Советские истребители в это время с достоинством барражировали где-то в сторонке. Так, 16 июля «юнкерсы» целый день безнаказанно бомбили 1-й танковый корпус, в то время как выделенные для его прикрытия истребители несли патрульную службу над станцией Хотынец, к которой корпус должен был выйти к назначенному штабами сроку. Танкисты, оставшиеся без поддержки, «задержались в пути», и станцию взяли только через три недели. «Соколы», без толку спалившие дефицитный, поставляемый из Америки бензин, засчитали себе по боевому вылету. По мнению Воронова, в Орловской операции «мы должны были иметь для трех фронтов до 1000 самолетов-истребителей». Артиллерийский маршал был просто не в курсе того, что у трех фронтов к началу операции истребителей имелась 1141 штука, причем «только исправных»; у Люфтваффе на всем советско-германском фронте — около 500. Успехи противника в воздухе объясняются, прежде всего, бездарностью использования многочисленной советской авиации и высоким летным и тактическим мастерством немецких пилотов.
14 июля 1943 года начальник Центрального штаба партизанского движения П.К. Пономаренко подписал приказ «О партизанской рельсовой войне». Цель операции заключалась в том, чтобы «массовым и одновременным подрывом рельсов дезорганизовать работу железнодорожного транспорта, чем нарушить снабжение войск противника, эвакуацию и таким образом оказать помощь Советской Армии в завершении разгрома противника в Курской битве». Партизанам ставилась задача «массовым повсеместным уничтожением рельсов… сорвать все замыслы врага, поставить его в катастрофическое положение». В приказе говорилось: «Уничтожение производить на основных магистралях, запасных, подъездных, вспомогательных деповских путях, уничтожать запасные рельсы, исключая для противника возможность перешивания и маневрирования рельсами». Согласно спущенному в леса плану, предусматривалось уничтожить свыше 200 тысяч рельсов в тыловых районах групп армий «Центр» и «Север».
Первыми «рельсовую войну» в ночь на 22 июля начали орловские партизаны. Остальные партизанские силы подключились в ночь на 3 августа.
Матерый диверсант И.Г. Старинов относился к этой затее весьма скептически, а указание подрывать рельсы на запасных и второстепенных ветках прямо называл дурацким.

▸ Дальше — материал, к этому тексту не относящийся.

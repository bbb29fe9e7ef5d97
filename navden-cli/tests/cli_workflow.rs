//! End-to-end tests for the `navden` binary.
//!
//! Each test points `HOME` at a temporary directory so config, plan and log
//! files never touch the real `~/.navden`.

use std::path::Path;
use std::process::{Command, Output};

use tempfile::TempDir;

fn navden(home: &Path, args: &[&str]) -> Output {
    Command::new(env!("CARGO_BIN_EXE_navden"))
        .args(args)
        .env("HOME", home)
        .env_remove("RUST_LOG")
        .output()
        .expect("failed to run navden binary")
}

fn stdout(output: &Output) -> String {
    String::from_utf8_lossy(&output.stdout).into_owned()
}

fn stderr(output: &Output) -> String {
    String::from_utf8_lossy(&output.stderr).into_owned()
}

#[test]
fn test_plan_edits_persist_between_runs() {
    let home = TempDir::new().unwrap();

    let listing = navden(home.path(), &["plan", "list"]);
    assert!(listing.status.success());
    assert!(stdout(&listing).contains("4 waypoints"));

    assert!(navden(home.path(), &["plan", "clear"]).status.success());
    let added = navden(home.path(), &["plan", "add", "120", "80"]);
    assert!(added.status.success(), "{}", stderr(&added));
    assert!(stdout(&added).contains("Added waypoint"));

    let listing = navden(home.path(), &["plan", "list"]);
    assert!(stdout(&listing).contains("1 waypoints"));
    assert!(home.path().join(".navden/waypoints.json").exists());
}

#[test]
fn test_plan_unknown_waypoint_fails() {
    let home = TempDir::new().unwrap();
    let output = navden(home.path(), &["plan", "remove", "99"]);
    assert_eq!(output.status.code(), Some(1));
    assert!(stderr(&output).starts_with("Error:"));
}

#[test]
fn test_plan_rejects_nan_and_keeps_file_loadable() {
    let home = TempDir::new().unwrap();
    assert!(navden(home.path(), &["plan", "clear"]).status.success());

    let output = navden(home.path(), &["plan", "add", "NaN", "10"]);
    assert_eq!(output.status.code(), Some(1));
    assert!(stderr(&output).contains("finite"));

    let listing = navden(home.path(), &["plan", "list"]);
    assert!(listing.status.success(), "{}", stderr(&listing));
    assert!(stdout(&listing).contains("No waypoints planned"));
}

#[test]
fn test_config_set_then_get() {
    let home = TempDir::new().unwrap();

    let set = navden(home.path(), &["config", "set", "jamming.start", "2.5"]);
    assert!(set.status.success(), "{}", stderr(&set));

    let get = navden(home.path(), &["config", "get", "jamming.start"]);
    assert_eq!(stdout(&get).trim(), "2.5");

    let bad = navden(home.path(), &["config", "set", "demo.blend", "7"]);
    assert_eq!(bad.status.code(), Some(1));
}

#[test]
fn test_unreachable_backend_prints_hint() {
    let home = TempDir::new().unwrap();
    let output = navden(
        home.path(),
        &["health", "--backend", "http://127.0.0.1:1"],
    );
    assert_eq!(output.status.code(), Some(1));
    assert!(stderr(&output).contains("Could not reach the NAVDEN backend"));
}

#[test]
fn test_headless_demo_runs_to_duration() {
    let home = TempDir::new().unwrap();
    let output = navden(
        home.path(),
        &["demo", "--headless", "--seed", "7", "--duration", "0.5"],
    );
    assert!(output.status.success(), "{}", stderr(&output));

    let text = stdout(&output);
    assert!(text.contains("t="));
    assert!(text.contains("Session summary"));
}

Ущерб от подрыва рельсов был невелик и быстро устранялся. Гораздо более эффективным являлось уничтожение паровозов, мостов, крушение поездов. Кроме того, на оккупированной территории более половины участков железных дорог немцами совершенно не эксплуатировались, а значит, не охранялись. Вот их-то в первую очередь партизаны и уничтожали, выполняя и перевыполняя установленные ЦШПД «разнарядки» и бодро рапортуя об успехах. Складывалась анекдотическая ситуация, когда на одних и тех же ветках партизаны взрывали и снимали рельсы одновременно с немцами, которые занимались тем же самым — забирали рельсы на переплавку или в запас для основных магистралей. Естественно, в донесениях для Москвы успехи «народных мстителей» преувеличивались десятикратно. Поэтому, по сведениям ЦШПД, белорусские, смоленские и орловские партизаны за шесть недель подорвали в тылу группы армий «Центр» более 160 тысяч рельсов, а по данным противника, только 20,5 тысячи.

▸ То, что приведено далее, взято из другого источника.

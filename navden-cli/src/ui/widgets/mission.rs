//! Mission panel: progress, waypoints, and the metric summaries.

use ratatui::{
    buffer::Buffer,
    layout::Rect,
    style::{Color, Style},
    text::{Line, Span},
    widgets::{Paragraph, Widget},
};

use navden::session::DashboardSession;

use super::primitives::format::{format_meters, format_percent, format_sim_time};
use super::primitives::{ProgressBar, ProgressBarStyle};

const BAR_WIDTH: usize = 20;

/// Widget for the mission panel.
pub struct MissionWidget<'a> {
    session: &'a DashboardSession,
    planned_waypoints: usize,
}

impl<'a> MissionWidget<'a> {
    pub fn new(session: &'a DashboardSession, planned_waypoints: usize) -> Self {
        Self {
            session,
            planned_waypoints,
        }
    }

    fn label(text: &str) -> Span<'static> {
        Span::styled(format!("{:<13}", text), Style::default().fg(Color::DarkGray))
    }

    fn value(text: String) -> Span<'static> {
        Span::styled(text, Style::default().fg(Color::White))
    }

    fn waypoint_line(&self) -> Line<'static> {
        let reached = self
            .session
            .metrics()
            .map(|m| m.waypoints_reached)
            .unwrap_or(self.session.live().waypoints_reached);
        let total = self
            .session
            .metrics()
            .map(|m| m.total_waypoints as usize)
            .filter(|&t| t > 0)
            .unwrap_or(self.planned_waypoints);

        let mut spans = vec![Self::label("Waypoints:")];
        spans.extend(
            ProgressBar::new(f64::from(reached), total as f64, BAR_WIDTH)
                .filled_color(Color::Green)
                .to_spans(),
        );
        spans.push(Self::value(format!(" {}/{}", reached, total)));
        Line::from(spans)
    }
}

impl Widget for MissionWidget<'_> {
    fn render(self, area: Rect, buf: &mut Buffer) {
        let session = self.session;
        let mut lines = Vec::new();

        let mut progress = vec![Self::label("Progress:")];
        progress.extend(
            ProgressBar::percent(session.progress(), BAR_WIDTH)
                .bar_style(ProgressBarStyle::Fractional)
                .filled_color(Color::Cyan)
                .to_spans(),
        );
        progress.push(Self::value(format!(
            " {}",
            format_percent(session.progress(), 1)
        )));
        lines.push(Line::from(progress));
        lines.push(self.waypoint_line());

        let steps = if session.total_steps() > 0 {
            format!("{}/{}", session.step(), session.total_steps())
        } else {
            session.step().to_string()
        };
        lines.push(Line::from(vec![
            Self::label("Sim time:"),
            Self::value(format!("{}  step {}", format_sim_time(session.sim_time()), steps)),
        ]));
        lines.push(Line::from(vec![
            Self::label("Max error:"),
            Self::value(format_meters(session.live().max_error)),
            Span::styled("   Distance: ", Style::default().fg(Color::DarkGray)),
            Self::value(format_meters(session.live().total_distance)),
        ]));

        if let Some(metrics) = session.metrics() {
            lines.push(Line::from(vec![
                Self::label("Final:"),
                Span::styled(
                    format!(
                        "success {}  confidence {}",
                        format_percent(metrics.mission_success_rate, 1),
                        format_percent(metrics.final_confidence, 1)
                    ),
                    Style::default().fg(Color::Green),
                ),
            ]));
        }

        if let Some(analysis) = session.analysis() {
            lines.push(Line::from(vec![
                Self::label("Jamming:"),
                Span::styled(
                    format!(
                        "{:.1}s-{:.1}s  peak {}  x{:.2}",
                        analysis.jam_start_time,
                        analysis.jam_end_time,
                        format_meters(analysis.peak_error_during_jam),
                        analysis.error_increase_factor
                    ),
                    Style::default().fg(Color::Yellow),
                ),
            ]));
        }

        Paragraph::new(lines).render(area, buf);
    }
}

#[cfg(test)]
mod tests {
    use super::*;
    use navden::model::{JammingAnalysis, MissionMetrics};
    use navden::session::SessionSource;

    fn render(widget: MissionWidget, width: u16, height: u16) -> String {
        let area = Rect::new(0, 0, width, height);
        let mut buf = Buffer::empty(area);
        widget.render(area, &mut buf);
        buf.content().iter().map(|c| c.symbol()).collect()
    }

    #[test]
    fn test_planned_waypoints_before_metrics() {
        let session = DashboardSession::new(SessionSource::Demo);
        let text = render(MissionWidget::new(&session, 4), 60, 6);
        assert!(text.contains("0/4"));
        assert!(!text.contains("Final:"));
    }

    #[test]
    fn test_final_metrics_and_analysis() {
        let mut session = DashboardSession::new(SessionSource::Backend);
        session.set_metrics(MissionMetrics {
            waypoints_reached: 5,
            total_waypoints: 5,
            mission_success_rate: 100.0,
            ..Default::default()
        });
        session.set_analysis(JammingAnalysis {
            jam_start_time: 3.0,
            jam_end_time: 6.0,
            ..Default::default()
        });
        let text = render(MissionWidget::new(&session, 0), 70, 8);
        assert!(text.contains("5/5"));
        assert!(text.contains("success 100.0%"));
        assert!(text.contains("3.0s-6.0s"));
    }
}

«Эта операция привела к удивительным последствиям, — пишет полковник В. И. Боярский. — Например, в июне (когда еще не было «рельсовой войны» и немцы готовились к наступлению под Курском) группа «Центр» получила 1822 поезда. В июле белорусские партизаны произвели 743 крушения поездов. Тем не менее оккупанты доставили войскам 2282 эшелона. В августе, переключившись на подрыв рельсов, белорусские партизаны смогли устроить только 467 крушений поездов. Благодаря этому противник доставил в этом месяце войскам данной группы войск 2159 поездов, то есть на 337 эшелонов больше, чем в июне (!), и всего лишь на 123 эшелона меньше, чем в июле.
Таким образом, ценой огромного напряжения сил и расхода значительного количества взрывчатки партизаны добились того, что пропускная способность железных дорог противника снизилась по сравнению с июлем менее чем на 6 процентов, а по отношению к июню даже возросла на 18 процентов.

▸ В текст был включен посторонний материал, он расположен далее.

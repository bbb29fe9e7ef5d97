//! reqwest implementation of [`BackendClient`].

use serde::de::DeserializeOwned;
use serde::Serialize;

use super::api::BackendClient;
use super::config::ClientConfig;
use super::envelope::{decode, error_detail};
use super::error::ClientError;
use crate::model::{
    BackendInfo, CurrentState, HealthStatus, JammingAnalysis, MissionMetrics, ResetResult,
    SimulationRequest, SimulationResults, StepResult, TrajectoryPage,
};

/// Backend client over HTTP.
///
/// Holds a single `reqwest::Client` so connections are pooled across calls.
#[derive(Debug, Clone)]
pub struct HttpBackendClient {
    http: reqwest::Client,
    config: ClientConfig,
}

impl HttpBackendClient {
    /// Create a client for the configured backend.
    pub fn new(config: ClientConfig) -> Result<Self, ClientError> {
        if !(config.base_url.starts_with("http://") || config.base_url.starts_with("https://")) {
            return Err(ClientError::InvalidUrl(config.base_url));
        }

        let http = reqwest::Client::builder()
            .timeout(config.timeout)
            .user_agent(concat!("navden/", env!("CARGO_PKG_VERSION")))
            .build()?;

        Ok(Self { http, config })
    }

    pub fn config(&self) -> &ClientConfig {
        &self.config
    }

    async fn get<T: DeserializeOwned>(
        &self,
        path: &str,
        query: &[(&str, String)],
        field: Option<&str>,
    ) -> Result<T, ClientError> {
        let url = self.config.endpoint(path);
        tracing::debug!(%url, "GET");
        let request = self.http.get(&url).query(query);
        self.send(path, request, field).await
    }

    async fn post<T: DeserializeOwned, B: Serialize + ?Sized>(
        &self,
        path: &str,
        body: Option<&B>,
        field: Option<&str>,
    ) -> Result<T, ClientError> {
        let url = self.config.endpoint(path);
        tracing::debug!(%url, "POST");
        let mut request = self.http.post(&url);
        if let Some(body) = body {
            request = request.json(body);
        }
        self.send(path, request, field).await
    }

    async fn send<T: DeserializeOwned>(
        &self,
        path: &str,
        request: reqwest::RequestBuilder,
        field: Option<&str>,
    ) -> Result<T, ClientError> {
        let result = async {
            let response = request.send().await?;
            let status = response.status();
            let bytes = response.bytes().await?;

            if !status.is_success() {
                return Err(ClientError::Status {
                    status: status.as_u16(),
                    detail: error_detail(&bytes),
                });
            }

            decode(&bytes, field)
        }
        .await;

        if let Err(ref e) = result {
            tracing::warn!(path, error = %e, "Backend request failed");
        }
        result
    }
}

impl BackendClient for HttpBackendClient {
    async fn health(&self) -> Result<HealthStatus, ClientError> {
        self.get("/health", &[], None).await
    }

    async fn info(&self) -> Result<BackendInfo, ClientError> {
        self.get("/info", &[], None).await
    }

    async fn run_simulation(
        &self,
        request: SimulationRequest,
    ) -> Result<SimulationResults, ClientError> {
        request.validate().map_err(ClientError::InvalidRequest)?;

        tracing::info!(
            duration = request.duration,
            dt = request.dt,
            "Starting backend simulation run"
        );
        self.post("/run-simulation", Some(&request), None).await
    }

    async fn current_state(&self) -> Result<CurrentState, ClientError> {
        self.get("/current-state", &[], None).await
    }

    async fn trajectory(&self, limit: usize) -> Result<TrajectoryPage, ClientError> {
        self.get("/trajectory", &[("limit", limit.to_string())], None)
            .await
    }

    async fn metrics(&self) -> Result<MissionMetrics, ClientError> {
        self.get("/metrics", &[], Some("metrics")).await
    }

    async fn jamming_analysis(&self) -> Result<JammingAnalysis, ClientError> {
        self.get("/jamming-analysis", &[], Some("analysis")).await
    }

    async fn step_simulation(&self) -> Result<StepResult, ClientError> {
        self.post::<_, ()>("/step-simulation", None, None).await
    }

    async fn reset(&self) -> Result<ResetResult, ClientError> {
        self.post::<_, ()>("/reset", None, None).await
    }
}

Характерно, что все участвующие в этой операции партизаны отнеслись к ней с большим энтузиазмом. Вероятно, они смогли бы полностью выполнить план подрыва рельсов, если бы получили нужное для этого количество взрывчатки. Но реально «рельсовая война» вела не к увеличению, а к значительному снижению потерь противника в столь нужных ему паровозах и грузах».
В связи с назревавшей угрозой провала Операции «Кутузов» Сталин согласился «помочь» и разрешил досрочно ввести в сражение стратегические резервы. Еще 12 июля Ставка усилила войска левого крыла Западного фронта 11-й армией генерал-лейтенанта И.И. Федюнинского (4, 96, 135, 197, 260, 273, 323, 369-я стрелковые дивизии), а 18 июля — 4-й танковой армией генерал-лейтенанта В.М. Баданова (11-й и 30-й танковые, 6-й гвардейский механизированный корпуса) и 2-м гвардейским кавалерийским корпусом генерал-майора В.В. Крюкова (3-я и 4-я гвардейские кавалерийские дивизии). В состав Брянского фронта вошла 3-я гвардейская танковая армия (12-й и 15-я танковые, 2-й механизированный корпуса, 91-я отдельная танковая бригада).
Незапланированный ввод стратегических резервов был сопряжен с большими трудностями. Они, резервы, находились на большом удалении от линии фронта, размокшие под проливными дождями дороги задержали их выдвижение. Кроме того, генерал Соколовский, хоть и выслужился в маршалы, на посту командующего фронтом был человеком случайным, представлявшим из себя законченный тип бюрократа в погонах. Как следствие, в организации использования выделенных резервов имелся ряд чудных моментов.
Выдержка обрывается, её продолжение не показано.